Elastin fibers are major extracellular matrix macromolecules that are critical in maintaining the elasticity and resilience of tissues such as blood vessels, lungs and skins. However, the role of elastin in articular cartilage is poorly defined. The present study investigated the organization of elastin fiber in articular cartilage, its relationship to collagen fibers and the architecture of elastin fibers from different mechanical environments by using a kangaroo model. Five morphologies of elastin fibers were identified: Straight fiber, straight fiber with branches, branching fibers directly associated with chondrocyte, wave fiber and fine elastin. The architecture of the elastin network varied significantly with cartilage depth. In the most superficial layer of tibial plateau articular cartilage, dense elastin fibers formed a distinctive cobweb-like meshwork which was parallel to the cartilage surface.
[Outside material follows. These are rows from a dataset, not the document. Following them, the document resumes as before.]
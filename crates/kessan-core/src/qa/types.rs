//! Core types for the Q&A engine

use serde::{Deserialize, Serialize};
use std::fmt;
use std::str::FromStr;

/// Q&A categories, in catalog declaration order.
///
/// The derived `Ord` follows this order and defines generation order.
#[derive(Debug, Clone, Copy, PartialEq, Eq, PartialOrd, Ord, Hash, Serialize, Deserialize)]
#[serde(rename_all = "lowercase")]
pub enum QaCategory {
    Revenue,
    Cost,
    Profitability,
    Growth,
    Risk,
    Market,
    Operations,
    Funding,
}

impl QaCategory {
    pub fn as_str(&self) -> &'static str {
        match self {
            QaCategory::Revenue => "revenue",
            QaCategory::Cost => "cost",
            QaCategory::Profitability => "profitability",
            QaCategory::Growth => "growth",
            QaCategory::Risk => "risk",
            QaCategory::Market => "market",
            QaCategory::Operations => "operations",
            QaCategory::Funding => "funding",
        }
    }

    /// Display label
    pub fn label(&self) -> &'static str {
        match self {
            QaCategory::Revenue => "売上",
            QaCategory::Cost => "コスト",
            QaCategory::Profitability => "収益性",
            QaCategory::Growth => "成長性",
            QaCategory::Risk => "リスク",
            QaCategory::Market => "市場",
            QaCategory::Operations => "オペレーション",
            QaCategory::Funding => "資金調達",
        }
    }

    pub fn all() -> &'static [QaCategory] {
        &[
            QaCategory::Revenue,
            QaCategory::Cost,
            QaCategory::Profitability,
            QaCategory::Growth,
            QaCategory::Risk,
            QaCategory::Market,
            QaCategory::Operations,
            QaCategory::Funding,
        ]
    }
}

impl fmt::Display for QaCategory {
    fn fmt(&self, f: &mut fmt::Formatter<'_>) -> fmt::Result {
        write!(f, "{}", self.as_str())
    }
}

impl FromStr for QaCategory {
    type Err = String;

    fn from_str(s: &str) -> Result<Self, Self::Err> {
        QaCategory::all()
            .iter()
            .copied()
            .find(|c| c.as_str() == s)
            .ok_or_else(|| format!("Unknown category: {}", s))
    }
}

/// Intended reader of the generated deck
#[derive(Debug, Clone, Copy, Default, PartialEq, Eq, Hash, Serialize, Deserialize)]
#[serde(rename_all = "lowercase")]
pub enum Audience {
    #[default]
    Investor,
    Banker,
    Board,
    Team,
    Partner,
}

impl Audience {
    pub fn as_str(&self) -> &'static str {
        match self {
            Audience::Investor => "investor",
            Audience::Banker => "banker",
            Audience::Board => "board",
            Audience::Team => "team",
            Audience::Partner => "partner",
        }
    }

    /// Whether funding questions are relevant to this audience
    pub fn wants_funding(&self) -> bool {
        matches!(self, Audience::Investor | Audience::Banker)
    }
}

impl fmt::Display for Audience {
    fn fmt(&self, f: &mut fmt::Formatter<'_>) -> fmt::Result {
        write!(f, "{}", self.as_str())
    }
}

impl FromStr for Audience {
    type Err = String;

    fn from_str(s: &str) -> Result<Self, Self::Err> {
        match s {
            "investor" => Ok(Audience::Investor),
            "banker" => Ok(Audience::Banker),
            "board" => Ok(Audience::Board),
            "team" => Ok(Audience::Team),
            "partner" => Ok(Audience::Partner),
            _ => Err(format!(
                "Unknown audience: {}. Available: investor, banker, board, team, partner",
                s
            )),
        }
    }
}

/// How much supporting detail answers carry
#[derive(Debug, Clone, Copy, Default, PartialEq, Eq, Hash, Serialize, Deserialize)]
#[serde(rename_all = "lowercase")]
pub enum DetailLevel {
    Executive,
    #[default]
    Standard,
    Detailed,
}

impl DetailLevel {
    pub fn as_str(&self) -> &'static str {
        match self {
            DetailLevel::Executive => "executive",
            DetailLevel::Standard => "standard",
            DetailLevel::Detailed => "detailed",
        }
    }
}

impl fmt::Display for DetailLevel {
    fn fmt(&self, f: &mut fmt::Formatter<'_>) -> fmt::Result {
        write!(f, "{}", self.as_str())
    }
}

impl FromStr for DetailLevel {
    type Err = String;

    fn from_str(s: &str) -> Result<Self, Self::Err> {
        match s {
            "executive" => Ok(DetailLevel::Executive),
            "standard" => Ok(DetailLevel::Standard),
            "detailed" => Ok(DetailLevel::Detailed),
            _ => Err(format!(
                "Unknown detail level: {}. Available: executive, standard, detailed",
                s
            )),
        }
    }
}

/// Length tier applied to rendered answers
#[derive(Debug, Clone, Copy, Default, PartialEq, Eq, Hash, Serialize, Deserialize)]
#[serde(rename_all = "lowercase")]
pub enum AnswerLength {
    Short,
    Medium,
    #[default]
    Long,
}

impl AnswerLength {
    pub fn as_str(&self) -> &'static str {
        match self {
            AnswerLength::Short => "short",
            AnswerLength::Medium => "medium",
            AnswerLength::Long => "long",
        }
    }
}

impl fmt::Display for AnswerLength {
    fn fmt(&self, f: &mut fmt::Formatter<'_>) -> fmt::Result {
        write!(f, "{}", self.as_str())
    }
}

impl FromStr for AnswerLength {
    type Err = String;

    fn from_str(s: &str) -> Result<Self, Self::Err> {
        match s {
            "short" => Ok(AnswerLength::Short),
            "medium" => Ok(AnswerLength::Medium),
            "long" => Ok(AnswerLength::Long),
            _ => Err(format!(
                "Unknown answer length: {}. Available: short, medium, long",
                s
            )),
        }
    }
}

/// Audience and format settings for one generation call
#[derive(Debug, Clone, PartialEq, Eq, Serialize, Deserialize)]
#[serde(rename_all = "camelCase")]
pub struct QaSettings {
    #[serde(default)]
    pub target: Audience,
    #[serde(default)]
    pub detail_level: DetailLevel,
    #[serde(default)]
    pub answer_length: AnswerLength,
    /// Maximum number of items; zero or negative yields an empty deck
    pub count: i64,
}

impl Default for QaSettings {
    fn default() -> Self {
        Self {
            target: Audience::default(),
            detail_level: DetailLevel::default(),
            answer_length: AnswerLength::default(),
            count: 10,
        }
    }
}

/// Question/answer content produced by a rule (before ranking)
#[derive(Debug, Clone, PartialEq, Eq)]
pub struct QaDraft {
    pub question: String,
    pub answer: String,
    pub tags: Vec<String>,
}

impl QaDraft {
    pub fn new(question: impl Into<String>, answer: impl Into<String>) -> Self {
        Self {
            question: question.into(),
            answer: answer.into(),
            tags: Vec::new(),
        }
    }

    /// Add keyword tags
    pub fn with_tags(mut self, tags: &[&str]) -> Self {
        self.tags.extend(tags.iter().map(|t| t.to_string()));
        self
    }
}

/// A generated question/answer pair
#[derive(Debug, Clone, PartialEq, Eq, Serialize, Deserialize)]
pub struct QaItem {
    /// Sequential id (`qa_1`, `qa_2`, ...) in generation order
    pub id: String,
    pub category: QaCategory,
    pub question: String,
    pub answer: String,
    /// Ranking weight; only the relative order is meaningful
    pub priority: i32,
    /// Keywords for downstream filtering
    pub tags: Vec<String>,
}

#[cfg(test)]
mod tests {
    use super::*;

    #[test]
    fn test_category_order_matches_declaration() {
        let mut shuffled = vec![
            QaCategory::Funding,
            QaCategory::Revenue,
            QaCategory::Market,
            QaCategory::Cost,
        ];
        shuffled.sort();
        assert_eq!(
            shuffled,
            vec![
                QaCategory::Revenue,
                QaCategory::Cost,
                QaCategory::Market,
                QaCategory::Funding
            ]
        );
        assert_eq!(QaCategory::all().len(), 8);
    }

    #[test]
    fn test_enum_string_round_trip() {
        assert_eq!(QaCategory::from_str("risk").unwrap(), QaCategory::Risk);
        assert!(QaCategory::from_str("legal").is_err());
        assert_eq!(Audience::from_str("banker").unwrap(), Audience::Banker);
        assert_eq!(
            DetailLevel::from_str("detailed").unwrap(),
            DetailLevel::Detailed
        );
        assert_eq!(AnswerLength::from_str("short").unwrap(), AnswerLength::Short);
        assert!(AnswerLength::from_str("tiny").is_err());
    }

    #[test]
    fn test_settings_json_shape() {
        let settings: QaSettings = serde_json::from_str(
            r#"{"target":"team","detailLevel":"executive","answerLength":"medium","count":3}"#,
        )
        .unwrap();
        assert_eq!(settings.target, Audience::Team);
        assert_eq!(settings.detail_level, DetailLevel::Executive);
        assert_eq!(settings.answer_length, AnswerLength::Medium);
        assert_eq!(settings.count, 3);

        let minimal: QaSettings = serde_json::from_str(r#"{"count":-1}"#).unwrap();
        assert_eq!(minimal.target, Audience::Investor);
        assert_eq!(minimal.answer_length, AnswerLength::Long);
    }

    #[test]
    fn test_audience_funding_scope() {
        assert!(Audience::Investor.wants_funding());
        assert!(Audience::Banker.wants_funding());
        assert!(!Audience::Board.wants_funding());
        assert!(!Audience::Team.wants_funding());
        assert!(!Audience::Partner.wants_funding());
    }

    #[test]
    fn test_item_serializes_lowercase_category() {
        let item = QaItem {
            id: "qa_1".to_string(),
            category: QaCategory::Funding,
            question: "Q".to_string(),
            answer: "A".to_string(),
            priority: 9,
            tags: vec!["資金".to_string()],
        };
        let json = serde_json::to_value(&item).unwrap();
        assert_eq!(json["category"], "funding");
        assert_eq!(json["priority"], 9);
    }
}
In the superficial zone, elastin fibers were well organized in a preferred orientation which was parallel to collagen fibers. In the deep zone, no detectable elastin fiber was found. Moreover, differences in the organization of elastin fibers were also observed between articular cartilage from the tibial plateau, femoral condyle, and distal humerus. This study unravels the detailed microarchitecture of elastin fibers which display a well-organized three-dimensional versatile network in articular cartilage. Our findings imply that elastin fibers may play a crucial role in maintaining the integrity, elasticity, and the mechanical properties of articular cartilage, and that the local mechanical environment affects the architectural development of elastin fibers.